* _EXERCISE OBJECTIVE_
The lines to find are those in the entries that hold the word "validate"; copy every one of them.

* _SOURCE MATERIAL_

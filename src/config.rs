//! Engine configuration
//!
//! Everything is plain serde data so callers can load it from JSON next to
//! their own settings. Missing fields fall back to the defaults.

use std::collections::BTreeMap;

use serde::{Deserialize, Serialize};

use crate::{PatternError, Result, Zone};

/// Default cap on emitted events per pattern id
pub const DEFAULT_MAX_EVENTS_PER_PATTERN: usize = 10;

/// Oversold/overbought levels of one oscillator
#[derive(Debug, Clone, Copy, PartialEq, Serialize, Deserialize)]
pub struct ZoneLevels {
    pub oversold: f64,
    pub overbought: f64,
}

impl ZoneLevels {
    pub const RSI: Self = Self::new(30.0, 70.0);
    /// Zone of the stochastic crossover detectors; applied to %K and %D alike
    pub const STOCHASTIC: Self = Self::new(30.0, 70.0);

    pub const fn new(oversold: f64, overbought: f64) -> Self {
        Self {
            oversold,
            overbought,
        }
    }

    #[inline]
    pub fn oversold_zone(self) -> Zone {
        Zone::Below(self.oversold)
    }

    #[inline]
    pub fn overbought_zone(self) -> Zone {
        Zone::Above(self.overbought)
    }

    pub fn validate(self, name: &str) -> Result<()> {
        if !self.oversold.is_finite() || !self.overbought.is_finite() {
            return Err(PatternError::InvalidConfig(format!(
                "{name}: levels must be finite"
            )));
        }
        if self.oversold >= self.overbought {
            return Err(PatternError::InvalidConfig(format!(
                "{name}: oversold {} must be below overbought {}",
                self.oversold, self.overbought
            )));
        }
        Ok(())
    }
}

/// Named oscillator levels, keyed by series name.
///
/// `rsi` drives the RSI zone runs and `stoch_k` the stochastic crossover
/// zones; other names are kept for custom detectors.
#[derive(Debug, Clone, PartialEq, Serialize, Deserialize)]
#[serde(transparent)]
pub struct Thresholds(BTreeMap<String, ZoneLevels>);

impl Default for Thresholds {
    fn default() -> Self {
        let levels = [("rsi", ZoneLevels::RSI), ("stoch_k", ZoneLevels::STOCHASTIC)];
        Self(
            levels
                .into_iter()
                .map(|(name, l)| (name.to_string(), l))
                .collect(),
        )
    }
}

impl Thresholds {
    pub fn empty() -> Self {
        Self(BTreeMap::new())
    }

    pub fn get(&self, name: &str) -> Option<ZoneLevels> {
        self.0.get(name).copied()
    }

    /// Configured levels for `name`, or `fallback` when the table has none
    pub fn get_or(&self, name: &str, fallback: ZoneLevels) -> ZoneLevels {
        self.get(name).unwrap_or(fallback)
    }

    pub fn set(&mut self, name: impl Into<String>, levels: ZoneLevels) {
        self.0.insert(name.into(), levels);
    }

    pub fn iter(&self) -> impl Iterator<Item = (&str, ZoneLevels)> {
        self.0.iter().map(|(name, l)| (name.as_str(), *l))
    }

    pub fn validate(&self) -> Result<()> {
        self.iter().try_for_each(|(name, levels)| levels.validate(name))
    }
}

/// Engine-wide settings
#[derive(Debug, Clone, PartialEq, Serialize, Deserialize)]
#[serde(default)]
pub struct EngineConfig {
    /// Most recent events kept per pattern id
    pub max_events_per_pattern: usize,
    /// When set, only these pattern ids are reported
    pub pattern_filter: Option<Vec<String>>,
    /// Reject scans without a timestamp column
    pub require_timestamps: bool,
    pub thresholds: Thresholds,
}

impl Default for EngineConfig {
    fn default() -> Self {
        Self {
            max_events_per_pattern: DEFAULT_MAX_EVENTS_PER_PATTERN,
            pattern_filter: None,
            require_timestamps: false,
            thresholds: Thresholds::default(),
        }
    }
}

impl EngineConfig {
    pub fn from_json_str(json: &str) -> Result<Self> {
        let config: Self =
            serde_json::from_str(json).map_err(|e| PatternError::InvalidConfig(e.to_string()))?;
        config.validate()?;
        Ok(config)
    }

    pub fn to_json_string(&self) -> Result<String> {
        serde_json::to_string_pretty(self).map_err(|e| PatternError::InvalidConfig(e.to_string()))
    }

    pub fn validate(&self) -> Result<()> {
        if self.max_events_per_pattern == 0 {
            return Err(PatternError::InvalidConfig(
                "max_events_per_pattern must be at least 1".to_string(),
            ));
        }
        self.thresholds.validate()
    }
}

* _ANSWER_
    pub fn validate(self, name: &str) -> Result<()> {
    pub fn validate(&self) -> Result<()> {
        self.iter().try_for_each(|(name, levels)| levels.validate(name))
        config.validate()?;
    pub fn validate(&self) -> Result<()> {
        self.thresholds.validate()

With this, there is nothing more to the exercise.